There are few rules at Taylor that exist outside of the Life Together Covenant (LTC). One of them, however, is to NOT get on campus roofs.
But, on May 8, from 7:30–10 p.m., this year’s graduating class lined the entrance to Euler Science Complex, and Ritz on the Roof officially began. The event is limited to only seniors, but it opens up the rooftop of Euler to allow students a full view of campus before their time at Taylor ends.
“It is such a special senior event,” Diana Verhagen, hall director for on-campus apartments, said. “Everyone's so busy, and it was really important to give seniors a time when it's just their class celebrating … the last four years they spent growing and getting to know one another.”
There is much more to the event than just a photo-op, however.
Refreshments and a line of 12 raffle items filled the first floor of the complex, while music and dancing from the second floor echoed up through the third stairwell. Laughter spilled through the halls. Students were more concerned with their last conversation with a friend than holding balanced brownies.
Purple “Taylor University Alumni” shirts littered many of the tables throughout the building, all waiting to be reclaimed at the end of the night.
Ritz on the Roof serves a dual purpose for the Alumni Office. Primarily, it is one final opportunity to allow students to connect in the present moment, Sarah Sparks, director of alumni relations, said.
Yet, looking forward, she also noted that her team uses Rtiz’s registration to develop a network of alumni, so each class can stay in touch with both each other and with Taylor as a whole moving forward.
“We … get lots of call-ins, usually older generations, asking for old roommates’ contact information, or an old friend’s phone number and that kind of thing,” Sparks said. “It's really a way for the alumni office to connect to these graduating seniors that are alumni and wanting them to know that we're here.”
The Alumni office also uses students’ contacts to make them aware of regional events they organize six times each year. These events allow former students to network with one another and reconnect, as well as to stay up-to-date with the Taylor community even after graduation.
The office can only work with what information they are given, however. And with limited experiences shared by seniors already out the door and only vague Airband commercials advertising the event, that information can be incredibly limited.
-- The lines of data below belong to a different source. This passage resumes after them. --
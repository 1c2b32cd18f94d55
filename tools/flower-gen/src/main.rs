//! flower-gen - procedural flower painter and 3D model generator
//!
//! `paint` renders the 2D flower image of a record; `model` reconstructs a
//! textured 3D flower and writes it as GLB.

use anyhow::{Context, Result};
use clap::{Args, Parser, Subcommand};
use flower_gen::texture::write_png;
use flower_gen::{
    DrawMode, FlowerParameters, FlowerRecord, NoiseRealizer, PetalParams, build_model, write_glb,
};
use rand::SeedableRng;
use rand_pcg::Pcg32;
use std::path::{Path, PathBuf};
use std::time::{SystemTime, UNIX_EPOCH};

#[derive(Parser)]
#[command(name = "flower-gen")]
#[command(about = "Procedural flower painter and 3D model generator")]
#[command(version)]
struct Cli {
    #[command(subcommand)]
    command: Commands,
}

/// Where the flower comes from
#[derive(Args)]
struct Source {
    /// Flower record JSON (a fresh random record is generated when omitted)
    #[arg(short, long)]
    record: Option<PathBuf>,

    /// Random seed (default: current time)
    #[arg(short, long)]
    seed: Option<u64>,

    /// Petal radius in pixels for generated records
    #[arg(long, default_value_t = 64)]
    radius: i32,

    /// Number of petal layers for generated records
    #[arg(long, default_value_t = 3)]
    layers: i32,

    /// Write the record used to this path
    #[arg(long)]
    save_record: Option<PathBuf>,
}

#[derive(Clone, Copy, clap::ValueEnum)]
enum Mode {
    Trunk,
    Petals,
    Both,
}

impl From<Mode> for DrawMode {
    fn from(mode: Mode) -> Self {
        match mode {
            Mode::Trunk => DrawMode::Trunk,
            Mode::Petals => DrawMode::Petals,
            Mode::Both => DrawMode::TrunkAndPetals,
        }
    }
}

#[derive(Subcommand)]
enum Commands {
    /// Paint the 2D flower image
    Paint {
        #[command(flatten)]
        source: Source,

        /// Output PNG file
        #[arg(short, long, default_value = "flower.png")]
        output: PathBuf,

        /// What to draw
        #[arg(short, long, value_enum, default_value = "both")]
        mode: Mode,
    },

    /// Build the 3D flower and write it as GLB
    Model {
        #[command(flatten)]
        source: Source,

        /// Output GLB file
        #[arg(short, long, default_value = "flower.glb")]
        output: PathBuf,

        /// Reconstruction parameters (.toml or .json)
        #[arg(short, long)]
        params: Option<PathBuf>,

        /// Identifier embedded in node and scene names
        #[arg(long, default_value = "0")]
        id: String,
    },
}

fn time_seed() -> u64 {
    SystemTime::now()
        .duration_since(UNIX_EPOCH)
        .map(|d| d.as_nanos() as u64)
        .unwrap_or_default()
}

/// Load the record, or make a new one from the seeded generator
fn load_record(source: &Source, rng: &mut Pcg32) -> Result<FlowerRecord> {
    let record = match &source.record {
        Some(path) => FlowerRecord::load(path)
            .with_context(|| format!("Failed to load flower record {:?}", path))?,
        None => {
            let petals = PetalParams {
                radius: source.radius,
                num_layers: source.layers,
                ..PetalParams::default()
            };
            petals.validate()?;
            FlowerRecord::random(petals, rng)
        }
    };

    if let Some(path) = &source.save_record {
        save_record(&record, path)?;
    }
    Ok(record)
}

fn save_record(record: &FlowerRecord, path: &Path) -> Result<()> {
    let text = serde_json::to_string_pretty(&record.to_json())?;
    std::fs::write(path, text).with_context(|| format!("Failed to write {:?}", path))?;
    tracing::info!("Saved record to {:?}", path);
    Ok(())
}

fn seeded(source: &Source) -> Pcg32 {
    let seed = source.seed.unwrap_or_else(time_seed);
    tracing::info!("Using seed {}", seed);
    Pcg32::seed_from_u64(seed)
}

fn main() -> Result<()> {
    // Initialize logging
    tracing_subscriber::fmt()
        .with_env_filter(
            tracing_subscriber::EnvFilter::from_default_env()
                .add_directive(tracing::Level::INFO.into()),
        )
        .init();

    let cli = Cli::parse();

    match cli.command {
        Commands::Paint {
            source,
            output,
            mode,
        } => {
            let mut rng = seeded(&source);
            let record = load_record(&source, &mut rng)?;
            let image = record.paint(&NoiseRealizer, mode.into());
            write_png(&image, &output).with_context(|| format!("Failed to write {:?}", output))?;
            tracing::info!(
                "Painted {}x{} flower -> {:?}",
                image.width,
                image.height,
                output
            );
        }

        Commands::Model {
            source,
            output,
            params,
            id,
        } => {
            let mut rng = seeded(&source);
            let record = load_record(&source, &mut rng)?;
            let params = match params {
                Some(path) => FlowerParameters::load(&path)
                    .with_context(|| format!("Failed to load parameters {:?}", path))?,
                None => FlowerParameters::default(),
            };

            let scene = build_model(&record, &params, &NoiseRealizer, &mut rng, &id)?;
            write_glb(&scene, &output).with_context(|| format!("Failed to write {:?}", output))?;
            tracing::info!("Done! {:?}", output);
        }
    }

    Ok(())
}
“Why would you want to eat crackers on a roof?” Kaitlyn Black, a third-year graduating senior and student worker in the Alumni office, remembered asking last year.
Prior to working on Ritz on the Roof, Black assumed the “Ritz” on the roof was literal, since that was the focus of that year’s Airband commercial. Now, the psychology major knows better. But the misconception is not a difficult one to forge, with Verhagen expressing hope that future advertising will explain what the event is really meant to be.
Even so, the show of seniors at this year’s event made Euler feel full, and the double-meaning of the event’s name led seniors Valencia Placencia and Hannah Franklin to share a memory of their own as they held up a box of Ritz on the roof.
“I feel like you really feel that, when you're there, there's a deep sense of joy and excitement,” Verhagen said. “People are taking photos together, (posing) in some of the last photos, they're dancing together, they're sharing memories. So it is a very high energy (event), lots of excitement, lots of joy.”
It is a joy that defies the traditional rule about campus rooftops. But as this year’s group of seniors embark on their next phase of life, it is just one reminder of the freedom and height waiting in the wings.